Erasing Frank was selected by the Venice International Film Critics to have its world premiere at the Venice Film Festival on September 5, 2021. At the film festival, Fabricius fetched the award for most innovative film by the International Critics' Academy of Venice Biennale. In their tributes at the Venice awards ceremony, the foreign critics stressed that in making their decision they had judged the movie to be a film with a special atmosphere, a significant and moving work. As Screendaily's review stated, „Announces the arrival of Fabricius as a notable new talent in Hungarian cinema. It's a supremely confident piece of filmmaking which won the Circolo del Cinema di Verona Award for innovation after its premiere in Venice's Critics Week."

The Academy also awarded the International Starlight Cinema Award to Benjamin Fuchs, the protagonist in Fabricius' award-winning film, for the most powerful and memorable performance, making him the first Hungarian actor to receive this honour.

While the film was screened in black and white at the Venice world debut as well as later in the art cinema networks, a color version of the film had been released in traditional cinemas. The Hungarian premiere date was October 7, 2021.

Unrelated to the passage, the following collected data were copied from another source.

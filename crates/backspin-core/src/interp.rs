//! Interpolated reads at fractional frame positions.
//!
//! Each method clamps its low index so the read window stays inside the
//! buffer:
//!
//! - **Nearest** reads `floor(phase)`.
//! - **Linear** reads `[low, low + 1]` with `low = min(floor(phase), frames - 2)`.
//!   The fraction is clamped to `[0, 1]`, so the last frame interval holds the
//!   final sample.
//! - **Cubic** reads `[low - 1, low + 2]` with `low = floor(phase)`. The
//!   polynomial is only evaluated for `x` in `[0, 1)`; in the outer intervals
//!   (`phase < 1` or `phase >= frames - 2`) the window would not fit and the
//!   read falls back to linear.
//!
//! Reads never leave the range spanned by their neighbouring samples near the
//! edges. A phase outside `[0, frames)` is a caller bug and trips a debug
//! assertion.

use serde::{Deserialize, Serialize};

use crate::view::BufferView;

/// Interpolation order for fractional reads.
#[derive(Debug, Clone, Copy, PartialEq, Eq, Default, Serialize, Deserialize)]
#[serde(rename_all = "lowercase")]
pub enum Interpolation {
    /// 0th order: sample at the integer part.
    Nearest,
    /// 1st order between two neighbouring frames.
    Linear,
    /// 4-point, 3rd order (Catmull-Rom).
    #[default]
    Cubic,
}

impl Interpolation {
    /// Smallest buffer, in frames, the method can read from.
    pub const fn min_frames(self) -> usize {
        match self {
            Self::Nearest => 1,
            Self::Linear => 2,
            Self::Cubic => 4,
        }
    }
}

/// Four-point cubic through `y1` (x = 0) and `y2` (x = 1).
#[inline]
pub fn cubic_interp(x: f32, y0: f32, y1: f32, y2: f32, y3: f32) -> f32 {
    let c0 = y1;
    let c1 = 0.5 * (y2 - y0);
    let c2 = y0 - 2.5 * y1 + 2.0 * y2 - 0.5 * y3;
    let c3 = 0.5 * (y3 - y0) + 1.5 * (y1 - y2);

    ((c3 * x + c2) * x + c1) * x + c0
}

impl BufferView<'_> {
    /// Interpolated sample on `channel` at `phase`.
    #[inline]
    pub fn read(&self, channel: usize, phase: f64, interpolation: Interpolation) -> f32 {
        match interpolation {
            Interpolation::Nearest => self.read_nearest(channel, phase),
            Interpolation::Linear => self.read_linear(channel, phase),
            Interpolation::Cubic => self.read_cubic(channel, phase),
        }
    }

    #[inline]
    fn check_phase(&self, phase: f64) {
        debug_assert!(
            (0.0..self.frames() as f64).contains(&phase),
            "phase {phase} outside [0, {})",
            self.frames()
        );
    }

    #[inline]
    pub fn read_nearest(&self, channel: usize, phase: f64) -> f32 {
        self.check_phase(phase);
        let index = (phase as usize).min(self.frames() - 1);
        self.frame(channel, index)
    }

    #[inline]
    pub fn read_linear(&self, channel: usize, phase: f64) -> f32 {
        self.check_phase(phase);
        debug_assert!(self.frames() >= Interpolation::Linear.min_frames());

        let low = (phase as usize).min(self.frames() - 2);
        let frac = ((phase - low as f64) as f32).min(1.0);

        let t1 = self.frame(channel, low);
        let t2 = self.frame(channel, low + 1);
        t1 + frac * (t2 - t1)
    }

    #[inline]
    pub fn read_cubic(&self, channel: usize, phase: f64) -> f32 {
        self.check_phase(phase);
        debug_assert!(self.frames() >= Interpolation::Cubic.min_frames());

        if phase < 1.0 || phase >= (self.frames() - 2) as f64 {
            return self.read_linear(channel, phase);
        }

        let low = phase as usize;
        let x = (phase - low as f64) as f32;

        let t0 = self.frame(channel, low - 1);
        let t1 = self.frame(channel, low);
        let t2 = self.frame(channel, low + 1);
        let t3 = self.frame(channel, low + 2);
        cubic_interp(x, t0, t1, t2, t3)
    }
}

In 2022, Erasing Frank was awarded a Special Jury Award at the Pune International Film Festival in India. The film also won the Grand Jury Fiction Award, Winners Movies that Matters Festival 2022 in the Netherlands.

=== Screenplays ===
As a screenwriter Fabricius has also written the screenplays for the films Skinner, Dialogue, and Erasing Frank.

He completed the script for Erasing Frank in 2018, two years before the film started shooting, and participated in several international film festival's screenwriting competitions, including Sarajevo, Karlovy Vary, and Vienna, where he was awarded at the Let's CEE Film Festival.

== Books ==
In 2009, Fabricius published his first short stories in his book Puha Neon Fejlövés (Soft Neon Headshot), in which he looks at the causes of the loss of values of the Hungarian upper class.

His second book, Másik bolygó (Another Planet) debuted in 2016. It is about young Hungarians who hitchhike to the West after the fall of communism.